Yes, Aunt Frances won the quickfire using ingredients she was just as unfamiliar with as Damarr. Yes, Tom said that her lamb was a worthy of being served at a three-Michelin star restaurant, and as an unabashed lamb piggy I absolutely would’ve ordered that on a menu. Yes, I’m just as biased against Sarah’s chilly, WASPy, faux-chipper Midwesternness as I am for Damarr’s low-key earnestness.

Where was I going with this I don’t even know anymore. No matter what my brain is telling me about Sarah peaking at the perfect time and tearing through a million chefs in a row in Last Chance Kitchen, my heart is still sandbagging her. Dammit, Sarah! Couldn’t you have screwed up just a little this episode Not even Sarah battling an uncooperative ice cream machine (classic food show cliché) and spilling half her ice cream base down her shirt could keep Damarr in the competition this week.

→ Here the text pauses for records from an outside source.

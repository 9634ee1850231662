//! Error types for meld-core

/// Result type for pipeline operations
pub type Result<T> = std::result::Result<T, Error>;

/// Errors that can abort a generation run.
///
/// All of these surface before any filesystem mutation except [`Error::Gen`]
/// and [`Error::Fs`], which can occur during generation and writing; the
/// per-file atomic writes plus rerun idempotence make a partial sequence
/// self-healing.
#[derive(Debug, thiserror::Error)]
pub enum Error {
    #[error(transparent)]
    Config(#[from] meld_config::Error),

    #[error(transparent)]
    Context(#[from] meld_context::Error),

    #[error(transparent)]
    Gen(#[from] meld_gen::Error),

    #[error(transparent)]
    Fs(#[from] meld_fs::Error),
}

impl Error {
    /// The accumulated schema violations, when this is a validation failure.
    pub fn validation_errors(&self) -> Option<&[String]> {
        match self {
            Error::Config(meld_config::Error::Validation { errors }) => Some(errors),
            _ => None,
        }
    }
}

My tinfoil hat conspiracy theory is that Buddha was playing 10-dimensional chess when he helped Sarah use the liquid nitrogen for her ice cream, elevating a competitor he thinks he can defeat (Sarah) one he perceives as his greatest challenge (Damarr). Not really, but it’s fun to make stuff up.

2. (even) Evelyn Garcia

AKA: Cuddles.

Elimination Challenge Dish(es): Nopal relleno with shrimp purée.

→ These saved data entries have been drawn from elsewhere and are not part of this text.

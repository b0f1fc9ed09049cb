//! Cooperative cancellation shared across pipeline stages.

use tokio::sync::watch;

use crate::error::{MediaError, MediaResult};

/// Sending side; flipping it cancels every clone of the paired token.
#[derive(Debug)]
pub struct CancelHandle {
    tx: watch::Sender<bool>,
}

impl CancelHandle {
    pub fn cancel(&self) {
        // Receivers may all be gone already
        let _ = self.tx.send(true);
    }
}

/// Receiving side, checked at stage and item boundaries.
#[derive(Debug, Clone)]
pub struct CancelToken {
    rx: watch::Receiver<bool>,
}

impl CancelToken {
    /// A token that is never cancelled.
    pub fn never() -> Self {
        let (_tx, rx) = watch::channel(false);
        Self { rx }
    }

    pub fn from_receiver(rx: watch::Receiver<bool>) -> Self {
        Self { rx }
    }

    pub fn is_cancelled(&self) -> bool {
        *self.rx.borrow()
    }

    /// `Err(Cancelled)` once cancellation was requested.
    pub fn check(&self) -> MediaResult<()> {
        if self.is_cancelled() {
            Err(MediaError::Cancelled)
        } else {
            Ok(())
        }
    }
}

/// Create a connected handle/token pair.
pub fn cancel_pair() -> (CancelHandle, CancelToken) {
    let (tx, rx) = watch::channel(false);
    (CancelHandle { tx }, CancelToken { rx })
}

#[cfg(test)]
mod tests {
    use super::*;

    #[test]
    fn test_cancel_propagates_to_clones() {
        let (handle, token) = cancel_pair();
        let clone = token.clone();
        assert!(token.check().is_ok());

        handle.cancel();
        assert!(token.is_cancelled());
        assert!(matches!(clone.check(), Err(MediaError::Cancelled)));
    }

    #[test]
    fn test_never_token() {
        assert!(!CancelToken::never().is_cancelled());
    }
}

Quotable Critiques: “This wasn’t just a great dish, it made me feel creatively inspired.”

Look, I like Evelyn. How could you not But to state the obvious, a challenge involving ingredients that Evelyn was the only chef familiar with felt like a massive gift to Evelyn. To her credit, she rose to the occasion and won, against some stiff competition, and that nopal relleno did look both delicious and inspired. It may have been a familiar ingredient, but she still found a way to take it out of her comfort zone. I go back and forth about ranking Evelyn at number one. I guess the only reason I’m not is that I can’t imagine things going so easily for her twice in a row.

1. (even) Buddha Lo

AKA: Mr. International. Big Pun. Asian Ben Mendelsohn. The Salad Nazi. Arnold Schwarzenegger. The Terminator. Moneyball. Big Data.

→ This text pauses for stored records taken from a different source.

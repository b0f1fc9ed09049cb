//! Subtitle composition and ASS script rendering.

use std::fmt::Write as _;
use std::path::Path;
use tracing::{debug, warn};

use shorts_models::{
    seconds_to_timecode, Scene, StyleName, SubtitleCue, SubtitleStyle, SubtitleTrack,
    DEFAULT_FALLBACK_DURATION_SECS,
};

use crate::error::{MediaError, MediaResult};

/// ASS `Name` field marking cues built from fallback timing.
pub const DEGRADED_CUE_NAME: &str = "degraded";

/// Subtitle layout configuration.
#[derive(Debug, Clone)]
pub struct SubtitleConfig {
    /// Words per caption line
    pub words_per_cue: usize,
    pub font_name: String,
    pub play_res_x: u32,
    pub play_res_y: u32,
    /// Duration assumed for scenes without a measured duration
    pub fallback_duration_secs: f64,
}

impl Default for SubtitleConfig {
    fn default() -> Self {
        Self {
            words_per_cue: 3,
            font_name: "Pretendard".to_string(),
            play_res_x: 1080,
            play_res_y: 1920,
            fallback_duration_secs: DEFAULT_FALLBACK_DURATION_SECS,
        }
    }
}

impl SubtitleConfig {
    /// Create config from environment variables.
    pub fn from_env() -> Self {
        let d = Self::default();
        Self {
            words_per_cue: std::env::var("SUBTITLE_WORDS_PER_CUE")
                .ok()
                .and_then(|s| s.parse().ok())
                .filter(|n| *n > 0)
                .unwrap_or(d.words_per_cue),
            font_name: std::env::var("SUBTITLE_FONT").unwrap_or(d.font_name),
            play_res_x: std::env::var("TARGET_WIDTH")
                .ok()
                .and_then(|s| s.parse().ok())
                .unwrap_or(d.play_res_x),
            play_res_y: std::env::var("TARGET_HEIGHT")
                .ok()
                .and_then(|s| s.parse().ok())
                .unwrap_or(d.play_res_y),
            fallback_duration_secs: std::env::var("FALLBACK_SCENE_DURATION")
                .ok()
                .and_then(|s| s.parse().ok())
                .unwrap_or(d.fallback_duration_secs),
        }
    }
}

/// Builds one subtitle track per campaign from aligned scenes.
#[derive(Debug, Clone, Default)]
pub struct SubtitleComposer {
    config: SubtitleConfig,
}

impl SubtitleComposer {
    pub fn new(config: SubtitleConfig) -> Self {
        Self { config }
    }

    pub fn config(&self) -> &SubtitleConfig {
        &self.config
    }

    /// Turn scenes into timed cues with a running cumulative offset.
    ///
    /// Scenes must be in timeline order with strictly increasing indices.
    /// Every scene advances the offset by its duration, including scenes
    /// without text.
    pub fn compose(&self, scenes: &[Scene]) -> MediaResult<SubtitleTrack> {
        let chunk_size = self.config.words_per_cue.max(1);
        let mut cues = Vec::new();
        let mut cumulative = 0.0_f64;
        let mut previous: Option<u32> = None;

        for scene in scenes {
            if let Some(prev) = previous {
                if scene.index <= prev {
                    return Err(MediaError::subtitle_failed(format!(
                        "scene {} follows scene {}; scenes must stay in timeline order",
                        scene.index, prev
                    )));
                }
            }
            previous = Some(scene.index);

            let duration = scene.duration_or(self.config.fallback_duration_secs);
            let scene_end = cumulative + duration;

            if !scene.has_text() {
                cumulative = scene_end;
                continue;
            }

            let style = if scene.emotion.is_high_energy() {
                StyleName::Highlight
            } else {
                StyleName::Default
            };
            let degraded = scene.alignment_degraded();

            if scene.word_timestamps.len() >= 2 {
                let chunks: Vec<_> = scene.word_timestamps.chunks(chunk_size).collect();
                let texts: Vec<String> = if degraded {
                    spread_text(&scene.text, chunks.len())
                } else {
                    chunks
                        .iter()
                        .map(|chunk| {
                            chunk
                                .iter()
                                .map(|w| w.word.as_str())
                                .collect::<Vec<_>>()
                                .join(" ")
                        })
                        .collect()
                };

                for (chunk, text) in chunks.iter().zip(texts) {
                    if text.trim().is_empty() {
                        continue;
                    }
                    // Non-empty by construction of `chunks`
                    let (Some(first), Some(last)) = (chunk.first(), chunk.last()) else {
                        continue;
                    };
                    let start = (cumulative + first.start_sec).clamp(cumulative, scene_end);
                    let end = (cumulative + last.end_sec).clamp(start, scene_end);
                    cues.push(SubtitleCue {
                        start_sec: start,
                        end_sec: end,
                        style,
                        text,
                        scene_index: scene.index,
                        degraded,
                    });
                }
            } else {
                cues.push(SubtitleCue {
                    start_sec: cumulative,
                    end_sec: scene_end,
                    style,
                    text: scene.text.trim().to_string(),
                    scene_index: scene.index,
                    degraded,
                });
            }

            cumulative = scene_end;
        }

        let track = SubtitleTrack {
            play_res_x: self.config.play_res_x,
            play_res_y: self.config.play_res_y,
            styles: vec![
                SubtitleStyle::default_style(&self.config.font_name),
                SubtitleStyle::highlight_style(&self.config.font_name),
            ],
            cues,
        };

        if !track.is_monotonic() {
            return Err(MediaError::subtitle_failed(
                "cue start times are not monotonic",
            ));
        }

        let degraded = track.degraded_cue_count();
        if degraded > 0 {
            warn!(
                "{} of {} subtitle cues use fallback timing",
                degraded,
                track.cues.len()
            );
        }
        debug!(
            "Composed {} subtitle cues over {:.2}s",
            track.cues.len(),
            cumulative
        );

        Ok(track)
    }
}

/// Render and write the track as an `.ass` script.
pub async fn write_ass(track: &SubtitleTrack, path: &Path) -> MediaResult<()> {
    tokio::fs::write(path, render_ass(track)).await?;
    Ok(())
}

/// Split `text` into `parts` runs of whitespace-separated words, as evenly
/// as possible. Runs may be empty when there are fewer words than parts.
fn spread_text(text: &str, parts: usize) -> Vec<String> {
    let words: Vec<&str> = text.split_whitespace().collect();
    let parts = parts.max(1);
    (0..parts)
        .map(|i| {
            let from = i * words.len() / parts;
            let to = (i + 1) * words.len() / parts;
            words[from..to].join(" ")
        })
        .collect()
}

/// Make cue text safe for a Dialogue line.
fn sanitize_text(text: &str) -> String {
    text.trim()
        .replace("\r\n", "\n")
        .replace('\n', "\\N")
        .replace(['{', '}'], "")
}

fn ass_bool(v: bool) -> i32 {
    if v {
        -1
    } else {
        0
    }
}

/// Render a track as an Advanced SubStation Alpha script.
pub fn render_ass(track: &SubtitleTrack) -> String {
    let mut out = String::new();

    // Writing to a String cannot fail
    let _ = writeln!(out, "[Script Info]");
    let _ = writeln!(out, "Title: Shorts Subtitle");
    let _ = writeln!(out, "ScriptType: v4.00+");
    let _ = writeln!(out, "PlayResX: {}", track.play_res_x);
    let _ = writeln!(out, "PlayResY: {}", track.play_res_y);
    let _ = writeln!(out, "WrapStyle: 0");
    let _ = writeln!(out, "ScaledBorderAndShadow: yes");
    let _ = writeln!(out);

    let _ = writeln!(out, "[V4+ Styles]");
    let _ = writeln!(
        out,
        "Format: Name, Fontname, Fontsize, PrimaryColour, SecondaryColour, OutlineColour, \
         BackColour, Bold, Italic, Underline, StrikeOut, ScaleX, ScaleY, Spacing, Angle, \
         BorderStyle, Outline, Shadow, Alignment, MarginL, MarginR, MarginV, Encoding"
    );
    for style in &track.styles {
        let _ = writeln!(
            out,
            "Style: {},{},{},{},&H000000FF,{},{},{},0,0,0,100,100,1,0,1,{},{},{},{},{},{},1",
            style.name,
            style.font_name,
            style.font_size,
            style.primary_color,
            style.outline_color,
            style.back_color,
            ass_bool(style.bold),
            style.outline,
            style.shadow,
            style.alignment,
            style.margin_h,
            style.margin_h,
            style.margin_v,
        );
    }
    let _ = writeln!(out);

    let _ = writeln!(out, "[Events]");
    let _ = writeln!(
        out,
        "Format: Layer, Start, End, Style, Name, MarginL, MarginR, MarginV, Effect, Text"
    );
    for cue in &track.cues {
        let _ = writeln!(
            out,
            "Dialogue: 0,{},{},{},{},0,0,0,,{}",
            seconds_to_timecode(cue.start_sec),
            seconds_to_timecode(cue.end_sec),
            cue.style,
            if cue.degraded { DEGRADED_CUE_NAME } else { "" },
            sanitize_text(&cue.text),
        );
    }

    out
}

#[cfg(test)]
mod tests {
    use super::*;
    use shorts_models::{AlignmentSource, EmotionTag, WordTimestamp};

    fn scene(index: u32, text: &str, duration: f64, words: &[(&str, f64, f64)]) -> Scene {
        let mut s = Scene::new(index, text, EmotionTag::Friendly);
        s.measured_duration = Some(duration);
        s.word_timestamps = words
            .iter()
            .map(|(w, a, b)| WordTimestamp::new(*w, *a, *b))
            .collect();
        s.alignment_source = Some(AlignmentSource::Model);
        s
    }

    #[test]
    fn test_second_scene_is_offset_by_first_duration() {
        let scenes = vec![
            scene(0, "one two", 2.5, &[("one", 0.0, 0.4), ("two", 0.5, 1.0)]),
            scene(1, "three four", 3.0, &[("three", 0.0, 0.6), ("four", 0.7, 1.2)]),
        ];

        let track = SubtitleComposer::default().compose(&scenes).unwrap();
        assert_eq!(track.cues.len(), 2);
        assert_eq!(track.cues[0].start_sec, 0.0);
        assert_eq!(track.cues[1].start_sec, 2.5);
        assert_eq!(track.cues[1].text, "three four");
    }

    #[test]
    fn test_chunks_never_exceed_configured_size() {
        let words: Vec<(&str, f64, f64)> = (0..7)
            .map(|i| ("w", i as f64 * 0.3, i as f64 * 0.3 + 0.25))
            .collect();
        let scenes = vec![scene(0, "w w w w w w w", 3.0, &words)];

        let track = SubtitleComposer::default().compose(&scenes).unwrap();
        assert_eq!(track.cues.len(), 3);
        for cue in &track.cues {
            assert!(cue.text.split_whitespace().count() <= 3);
        }
        assert!(track.is_monotonic());
    }

    #[test]
    fn test_single_word_scene_spans_whole_duration() {
        let scenes = vec![scene(0, "Hello", 1.75, &[("Hello", 0.1, 0.6)])];
        let track = SubtitleComposer::default().compose(&scenes).unwrap();
        assert_eq!(track.cues.len(), 1);
        assert_eq!(track.cues[0].start_sec, 0.0);
        assert_eq!(track.cues[0].end_sec, 1.75);
        assert_eq!(track.cues[0].text, "Hello");
    }

    #[test]
    fn test_blank_scene_advances_offset_without_cue() {
        let scenes = vec![
            scene(0, "   ", 2.0, &[]),
            scene(1, "after", 1.0, &[]),
        ];
        let track = SubtitleComposer::default().compose(&scenes).unwrap();
        assert_eq!(track.cues.len(), 1);
        assert_eq!(track.cues[0].start_sec, 2.0);
    }

    #[test]
    fn test_missing_duration_uses_fallback() {
        let mut first = scene(0, "x", 1.0, &[]);
        first.measured_duration = None;
        let scenes = vec![first, scene(1, "y", 1.0, &[])];

        let track = SubtitleComposer::default().compose(&scenes).unwrap();
        assert_eq!(track.cues[1].start_sec, DEFAULT_FALLBACK_DURATION_SECS);
    }

    #[test]
    fn test_out_of_order_scenes_fail() {
        let scenes = vec![scene(1, "b", 1.0, &[]), scene(0, "a", 1.0, &[])];
        let err = SubtitleComposer::default().compose(&scenes).unwrap_err();
        assert!(matches!(err, MediaError::SubtitleFailed(_)));
    }

    #[test]
    fn test_high_energy_uses_highlight() {
        let mut s = scene(0, "go go", 1.0, &[("go", 0.0, 0.3), ("go", 0.3, 0.6)]);
        s.emotion = EmotionTag::Hyped;
        let track = SubtitleComposer::default().compose(&[s]).unwrap();
        assert_eq!(track.cues[0].style, StyleName::Highlight);
    }

    #[test]
    fn test_degraded_cues_carry_real_text() {
        let mut s = scene(
            0,
            "real words spoken here today",
            1.2,
            &[
                ("[word_0]", 0.0, 0.3),
                ("[word_1]", 0.3, 0.6),
                ("[word_2]", 0.6, 0.9),
                ("[word_3]", 0.9, 1.2),
            ],
        );
        s.alignment_source = Some(AlignmentSource::UniformFallback);

        let track = SubtitleComposer::default().compose(&[s]).unwrap();
        assert_eq!(track.cues.len(), 2);
        assert!(track.cues.iter().all(|c| c.degraded));
        assert_eq!(track.cues[0].text, "real words");
        assert_eq!(track.cues[1].text, "spoken here today");
        assert!(!render_ass(&track).contains("[word_"));
    }

    #[test]
    fn test_word_end_clamped_to_scene() {
        let scenes = vec![
            scene(0, "a b", 1.0, &[("a", 0.0, 0.5), ("b", 0.5, 1.4)]),
            scene(1, "c d", 1.0, &[("c", 0.0, 0.5), ("d", 0.5, 0.9)]),
        ];
        let track = SubtitleComposer::default().compose(&scenes).unwrap();
        assert_eq!(track.cues[0].end_sec, 1.0);
        assert!(track.cues[1].start_sec >= 1.0);
    }

    #[test]
    fn test_render_ass_layout() {
        let mut s = scene(0, "a b", 1.5, &[("a{x}", 0.0, 0.5), ("b", 0.5, 1.23)]);
        s.alignment_source = Some(AlignmentSource::Model);
        let track = SubtitleComposer::default().compose(&[s]).unwrap();

        let ass = render_ass(&track);
        assert!(ass.starts_with("[Script Info]\n"));
        assert!(ass.contains("PlayResX: 1080\nPlayResY: 1920\n"));
        assert!(ass.contains(
            "Style: Default,Pretendard,74,&H00FFFFFF,&H000000FF,&H00000000,&H96000000,-1,0,0,0,100,100,1,0,1,3.5,1,2,60,60,90,1"
        ));
        assert!(ass.contains("Style: Highlight,Pretendard,82,&H0000BFFF"));
        assert!(ass.contains("Dialogue: 0,0:00:00.00,0:00:01.23,Default,,0,0,0,,ax b\n"));
    }

    #[test]
    fn test_sanitize_text() {
        assert_eq!(sanitize_text("line one\nline two"), "line one\\Nline two");
        assert_eq!(sanitize_text("{\\b1}bold"), "\\b1bold");
    }

    #[tokio::test]
    async fn test_write_ass() {
        let dir = tempfile::tempdir().unwrap();
        let path = dir.path().join("subs.ass");
        let composer = SubtitleComposer::default();
        let track = composer.compose(&[scene(0, "hi", 1.0, &[])]).unwrap();

        write_ass(&track, &path).await.unwrap();
        let body = std::fs::read_to_string(&path).unwrap();
        assert!(body.contains("Dialogue: 0,0:00:00.00,0:00:01.00,Default,,0,0,0,,hi"));
    }
}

Elimination Challenge Dish(es): Mission Garden Tom Yum

Quotable Critiques: “My mouth is still warm and throbbing and glowing a little bit.”

Buddha unlocked his “Vacation Mode Buddha” skin this week:

Nothing says “just here for the vibes” like visible nipples. I like to think Buddha just cut the corks off one of these hats:

Jokes aside, it’s a tough, some might say controversial, nay, BRAVE decision ranking Buddha at number one. But for all his goofy Australianness, Buddha just seems like a Top Chef assassin designed for this exact purpose.

Buddha said he’d been “studying up” on indigenous and Mexican cuisine for this challenge (he always trusts the data) but he also noted that this study didn’t include actually working with any of the ingredients. In the quickfire, Buddha decided to make a “tostader,” and not just a regular tostader like anyone could, but an upside-down tostader. In Australia, the tostaders circle counter-clockwise.

That actually sounded like a pretty good idea (is Taco Bell’s Mexican Pizza just a form of upside-down tostada Discuss.) but its conceptual genius was undermined by its execution. For all his genius, Buddha apparently couldn’t figure out how to fry a tortilla at the proper temperature and ended up having to double fry, ending up with a greasy tostada shell. “NAAAURRR! This tostader belongs in the dunny, mate.”

For the elimination challenge, Buddha said he was going to make a tom yum inspired by his dead dad and I thought he was done for. Aside from his marry me pasta, Buddha, unlike virtually every other Top Chef contestant, is usually at his worst when he does heartfelt family recipes with a story. This time it did feel like he was learning, because although he did choose a heartfelt family dish, he prepared his soup Buddha-style, with meticulously carved decorative ingredients and insanely labor-intensive dumplings inside. He didn’t win but he fared okay.

This competition is shaping up as a pick-em between perennial favorite Buddha, whose food almost always looks catalog ready, and regional advantage-haver Evelyn and even streaking Sarah. I guess I’m seeding Buddha at number one, partly out of inertia and partly because he just seems like he knows how to play this game the best.